Exchanges use the Options Regulatory Fee (ORF) to cover a material portion, but not all, of their supervision and regulation of the US options market. ORF, however, is inconsistently allocated and collected across exchange groups, and there’s little transparency into how the annual regulatory budgets used to set these fees are determined. In this paper we advocate for the adoption of a standardized method for calculating and collecting ORF that would apply across all exchanges.

A little understood and often overlooked fee touches virtually every options trade made in the “Customer” range in the US. No matter if you’re a retail or institutional investor, a buyer or seller, when you trade options in the US you will almost always find a charge on your trade confirmation labeled “ORF,” or Options Regulatory Fee. This fee may be derived from every one of the 17 options exchanges, including ones you’ve never traded on. And with the addition of each new exchange, this fee only increases.

Exchanges use ORF to cover a material portion, but not all, of their supervision and regulation of the US options market. As Self-Regulatory Organizations (“SROs”), US options exchanges must monitor and perform market surveillance to help ensure the integrity of the markets in which they operate. In addition, they formulate rules, conduct investigations and bring enforcement actions, among many other regulatory functions. ORF is levied by each exchange on transactions cleared in the Customer range at the Options Clearing Corporation (“OCC”), which means it impacts retail and institutional investors accounting for nearly 50% of total industry cleared volumes.

ORF, however, is inconsistently allocated and collected across exchange groups. There’s also little transparency into how exchanges determine the annual regulatory budgets used to set these fees.
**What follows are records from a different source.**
use std::io;
use thiserror::Error;

#[derive(Error, Debug)]
pub enum EngineError {
    #[error(transparent)]
    Io(#[from] io::Error),

    #[error("malformed segment encountered during compaction: {detail}")]
    Corruption { detail: String },

    #[error("key/value must not contain a newline byte ({context})")]
    InvalidInput { context: String },
}

pub type Result<T> = std::result::Result<T, EngineError>;
//! Defines labels, the sets of formulae a tableau branch must satisfy.

use rustc_hash::FxHashSet;

use super::{arena::Arena, expr::Id, label_ref::LabelRef};

/// A set of formulae that a tableau branch must simultaneously satisfy.
///
/// Membership is structural: because the arena interns every expression, identifier equality
/// is structural equality, and a plain set of identifiers deduplicates exactly as required.
/// Cloning a label copies only identifiers; formula storage stays shared with the arena, so
/// branching in the reasoner is cheap.
#[derive(Debug, Clone, Default, PartialEq, Eq)]
pub(crate) struct Label {
    formulae: FxHashSet<Id>,
}

impl Label {
    /// Creates a new, empty label.
    pub(crate) fn new() -> Self {
        Self::default()
    }

    /// Inserts a formula, deduplicating by structural equality.
    pub(crate) fn insert(&mut self, id: Id) -> bool {
        self.formulae.insert(id)
    }

    /// Removes a formula.
    pub(crate) fn remove(&mut self, id: Id) -> bool {
        self.formulae.remove(&id)
    }

    /// Returns whether a structurally equal formula is present.
    pub(crate) fn contains(&self, id: Id) -> bool {
        self.formulae.contains(&id)
    }

    /// Returns the set-theoretic union with another label.
    pub(crate) fn union(&self, other: &Label) -> Label {
        let mut union = self.clone();
        union.formulae.extend(&other.formulae);
        union
    }

    /// Iterates over the formulae in unspecified order.
    pub(crate) fn iter(&self) -> impl Iterator<Item = Id> + '_ {
        self.formulae.iter().copied()
    }

    /// Returns the formulae in ascending creation order.
    ///
    /// This is the deterministic order used for printing and for seeding the reasoner's
    /// worklist.
    pub(crate) fn sorted_ids(&self) -> Vec<Id> {
        let mut ids: Vec<Id> = self.formulae.iter().copied().collect();
        ids.sort_unstable();
        ids
    }

    /// Returns the number of formulae.
    pub(crate) fn len(&self) -> usize {
        self.formulae.len()
    }

    /// Returns whether this label contains no formulae.
    pub(crate) fn is_empty(&self) -> bool {
        self.formulae.is_empty()
    }

    /// Returns a label with every formula replaced by its normal form.
    ///
    /// The reasoner requires normalized labels; callers normalize once between parsing and
    /// deciding.
    pub(crate) fn normalized(&self, arena: &mut Arena) -> Label {
        self.sorted_ids()
            .into_iter()
            .map(|id| arena.normalize(id))
            .collect()
    }

    /// Pairs this label with its arena for display.
    pub(crate) fn as_ref<'a>(&'a self, arena: &'a Arena) -> LabelRef<'a> {
        LabelRef { label: self, arena }
    }
}

impl FromIterator<Id> for Label {
    fn from_iter<T: IntoIterator<Item = Id>>(iter: T) -> Self {
        Label {
            formulae: iter.into_iter().collect(),
        }
    }
}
There’s no requirement that these budgets satisfy an independent third-party auditor, either.

In this paper we advocate for the adoption of a standardized method for calculating and collecting ORF, one that would apply across all exchanges. Additionally, we argue in favor of a more transparent budgeting process in the way exchanges determine ORF. While exchanges play a critical role in safeguarding the integrity of options markets, this shouldn’t come at the expense of disproportionate and unnecessary costs for investors.

How ORF is calculated

Each year, US options exchanges privately estimate their regulatory budgets, predict what industry cleared Customer volumes will be, and then, based on these two projections, set a rate to recoup a portion of this budget.

ORF rates differ across exchanges because regulatory costs are theoretically different at each exchange. Each trading venue has the freedom to allocate ORF differently. The one stipulation (per the SEC’s practice of allowing SRO rule changes, including fees, to become effective on filing[1]) is that the total amount of ORF collected per individual exchange cannot exceed 100% of its budgeted regulatory costs.[2]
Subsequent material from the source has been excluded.